TASK OBJECTIVE:
Once you find the line with "filename leveler_cli/src/cli.rs" in the entries below, return exactly every line from it through the line with "Command to execute".

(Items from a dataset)
[Start of section]

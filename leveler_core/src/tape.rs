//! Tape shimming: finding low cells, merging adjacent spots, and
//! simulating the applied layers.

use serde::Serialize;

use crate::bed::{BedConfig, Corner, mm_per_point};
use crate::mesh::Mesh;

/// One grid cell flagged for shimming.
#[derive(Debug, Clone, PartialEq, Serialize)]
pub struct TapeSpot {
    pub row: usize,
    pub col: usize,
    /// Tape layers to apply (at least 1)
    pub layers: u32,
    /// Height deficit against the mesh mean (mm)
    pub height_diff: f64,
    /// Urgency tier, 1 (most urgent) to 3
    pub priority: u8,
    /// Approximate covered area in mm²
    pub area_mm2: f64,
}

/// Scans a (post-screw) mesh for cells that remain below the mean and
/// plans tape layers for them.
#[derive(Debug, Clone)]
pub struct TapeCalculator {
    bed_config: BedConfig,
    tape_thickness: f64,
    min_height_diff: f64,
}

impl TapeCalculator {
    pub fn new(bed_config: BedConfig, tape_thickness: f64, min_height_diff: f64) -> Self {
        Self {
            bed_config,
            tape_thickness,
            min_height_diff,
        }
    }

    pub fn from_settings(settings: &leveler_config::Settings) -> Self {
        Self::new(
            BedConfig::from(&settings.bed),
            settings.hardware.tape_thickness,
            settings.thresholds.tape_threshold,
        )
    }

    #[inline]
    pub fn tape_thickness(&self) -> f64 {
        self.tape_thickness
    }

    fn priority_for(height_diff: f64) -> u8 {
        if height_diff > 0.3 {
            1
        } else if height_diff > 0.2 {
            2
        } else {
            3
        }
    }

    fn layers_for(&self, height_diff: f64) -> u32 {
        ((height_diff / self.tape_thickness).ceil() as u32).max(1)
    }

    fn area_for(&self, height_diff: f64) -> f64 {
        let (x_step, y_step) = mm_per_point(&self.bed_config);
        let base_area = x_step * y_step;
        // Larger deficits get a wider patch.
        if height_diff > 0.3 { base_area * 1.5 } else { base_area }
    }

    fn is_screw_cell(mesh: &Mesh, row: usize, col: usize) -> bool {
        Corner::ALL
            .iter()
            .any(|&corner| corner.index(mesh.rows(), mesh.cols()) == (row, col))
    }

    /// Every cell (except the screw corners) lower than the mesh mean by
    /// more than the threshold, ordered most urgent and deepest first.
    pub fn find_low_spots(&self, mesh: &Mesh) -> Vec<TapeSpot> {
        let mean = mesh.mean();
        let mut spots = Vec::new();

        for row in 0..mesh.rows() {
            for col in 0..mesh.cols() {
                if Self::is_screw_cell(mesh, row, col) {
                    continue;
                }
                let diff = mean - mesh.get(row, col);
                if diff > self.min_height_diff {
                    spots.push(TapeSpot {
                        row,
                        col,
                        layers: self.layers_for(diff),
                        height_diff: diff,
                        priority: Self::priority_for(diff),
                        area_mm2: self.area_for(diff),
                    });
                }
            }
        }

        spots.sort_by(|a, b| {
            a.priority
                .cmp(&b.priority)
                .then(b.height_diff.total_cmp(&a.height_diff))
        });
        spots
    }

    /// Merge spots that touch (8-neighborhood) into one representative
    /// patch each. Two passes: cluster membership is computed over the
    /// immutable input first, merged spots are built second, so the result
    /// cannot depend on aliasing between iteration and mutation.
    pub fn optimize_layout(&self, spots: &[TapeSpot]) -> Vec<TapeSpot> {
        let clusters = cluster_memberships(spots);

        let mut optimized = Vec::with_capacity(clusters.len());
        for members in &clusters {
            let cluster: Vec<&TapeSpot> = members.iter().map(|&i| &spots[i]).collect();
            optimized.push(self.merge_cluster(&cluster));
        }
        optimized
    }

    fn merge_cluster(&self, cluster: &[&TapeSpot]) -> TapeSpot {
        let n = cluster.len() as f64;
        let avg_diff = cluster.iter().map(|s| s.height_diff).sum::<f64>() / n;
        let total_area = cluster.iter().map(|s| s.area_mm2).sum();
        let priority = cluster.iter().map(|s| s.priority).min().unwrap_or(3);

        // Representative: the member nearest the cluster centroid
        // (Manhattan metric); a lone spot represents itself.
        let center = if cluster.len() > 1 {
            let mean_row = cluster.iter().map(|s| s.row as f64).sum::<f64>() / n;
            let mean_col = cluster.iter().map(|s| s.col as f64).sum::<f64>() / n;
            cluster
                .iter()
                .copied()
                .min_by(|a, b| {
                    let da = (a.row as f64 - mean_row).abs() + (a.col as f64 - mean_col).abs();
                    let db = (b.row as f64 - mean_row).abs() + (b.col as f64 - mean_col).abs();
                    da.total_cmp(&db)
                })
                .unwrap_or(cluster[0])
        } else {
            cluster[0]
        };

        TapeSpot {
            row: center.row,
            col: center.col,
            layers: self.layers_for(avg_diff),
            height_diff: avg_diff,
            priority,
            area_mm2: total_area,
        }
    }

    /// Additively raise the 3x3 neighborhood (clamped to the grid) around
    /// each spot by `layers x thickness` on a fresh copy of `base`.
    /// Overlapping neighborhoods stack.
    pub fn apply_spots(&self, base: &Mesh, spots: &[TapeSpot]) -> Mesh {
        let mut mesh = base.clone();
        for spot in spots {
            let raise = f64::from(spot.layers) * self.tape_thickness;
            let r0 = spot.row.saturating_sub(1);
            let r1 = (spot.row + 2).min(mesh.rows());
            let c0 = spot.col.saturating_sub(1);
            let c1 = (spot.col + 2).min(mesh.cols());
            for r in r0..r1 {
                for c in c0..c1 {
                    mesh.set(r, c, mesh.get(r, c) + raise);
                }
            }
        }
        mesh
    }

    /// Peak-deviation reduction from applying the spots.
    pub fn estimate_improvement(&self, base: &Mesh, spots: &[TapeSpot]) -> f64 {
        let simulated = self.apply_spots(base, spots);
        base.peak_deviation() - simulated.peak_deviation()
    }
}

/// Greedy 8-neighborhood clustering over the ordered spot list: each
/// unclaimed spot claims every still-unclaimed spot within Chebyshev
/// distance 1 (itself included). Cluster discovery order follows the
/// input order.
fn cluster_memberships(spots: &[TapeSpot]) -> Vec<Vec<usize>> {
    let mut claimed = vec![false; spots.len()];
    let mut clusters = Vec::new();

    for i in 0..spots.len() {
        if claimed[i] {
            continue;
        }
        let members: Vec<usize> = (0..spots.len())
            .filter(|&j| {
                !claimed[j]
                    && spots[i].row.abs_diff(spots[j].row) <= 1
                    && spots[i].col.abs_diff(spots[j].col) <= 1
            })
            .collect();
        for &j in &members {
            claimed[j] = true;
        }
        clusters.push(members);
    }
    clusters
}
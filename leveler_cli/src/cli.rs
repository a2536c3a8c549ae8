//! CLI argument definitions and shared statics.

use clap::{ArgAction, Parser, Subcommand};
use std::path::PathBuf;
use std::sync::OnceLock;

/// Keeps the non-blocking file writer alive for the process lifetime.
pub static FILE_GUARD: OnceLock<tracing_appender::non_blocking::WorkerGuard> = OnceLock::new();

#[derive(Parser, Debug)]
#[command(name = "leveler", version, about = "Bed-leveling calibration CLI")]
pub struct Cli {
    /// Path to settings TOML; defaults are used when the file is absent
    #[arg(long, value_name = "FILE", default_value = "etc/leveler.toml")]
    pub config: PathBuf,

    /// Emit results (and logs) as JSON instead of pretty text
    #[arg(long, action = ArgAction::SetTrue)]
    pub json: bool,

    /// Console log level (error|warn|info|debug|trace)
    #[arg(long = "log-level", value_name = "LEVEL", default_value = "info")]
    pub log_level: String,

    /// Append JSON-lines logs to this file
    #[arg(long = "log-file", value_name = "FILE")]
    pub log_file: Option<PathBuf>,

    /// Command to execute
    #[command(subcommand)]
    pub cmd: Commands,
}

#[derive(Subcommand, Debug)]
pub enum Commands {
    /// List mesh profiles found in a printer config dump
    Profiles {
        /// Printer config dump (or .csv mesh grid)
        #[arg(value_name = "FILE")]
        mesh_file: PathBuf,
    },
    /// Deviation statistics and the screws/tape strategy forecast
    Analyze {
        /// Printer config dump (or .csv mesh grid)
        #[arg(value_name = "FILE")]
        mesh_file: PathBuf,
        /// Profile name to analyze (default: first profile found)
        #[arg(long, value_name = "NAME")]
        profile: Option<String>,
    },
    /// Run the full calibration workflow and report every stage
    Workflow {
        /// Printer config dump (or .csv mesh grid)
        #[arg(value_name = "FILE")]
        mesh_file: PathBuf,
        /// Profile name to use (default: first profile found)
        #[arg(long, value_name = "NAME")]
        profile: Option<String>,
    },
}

[End of section]

SOLUTION:
filename leveler_cli/src/cli.rs
repository a2536c3a8c549ae8
//! CLI argument definitions and shared statics.

use clap::{ArgAction, Parser, Subcommand};
use std::path::PathBuf;
use std::sync::OnceLock;

/// Keeps the non-blocking file writer alive for the process lifetime.
pub static FILE_GUARD: OnceLock<tracing_appender::non_blocking::WorkerGuard> = OnceLock::new();

#[derive(Parser, Debug)]
#[command(name = "leveler", version, about = "Bed-leveling calibration CLI")]
pub struct Cli {
    /// Path to settings TOML; defaults are used when the file is absent
    #[arg(long, value_name = "FILE", default_value = "etc/leveler.toml")]
    pub config: PathBuf,

    /// Emit results (and logs) as JSON instead of pretty text
    #[arg(long, action = ArgAction::SetTrue)]
    pub json: bool,

    /// Console log level (error|warn|info|debug|trace)
    #[arg(long = "log-level", value_name = "LEVEL", default_value = "info")]
    pub log_level: String,

    /// Append JSON-lines logs to this file
    #[arg(long = "log-file", value_name = "FILE")]
    pub log_file: Option<PathBuf>,

    /// Command to execute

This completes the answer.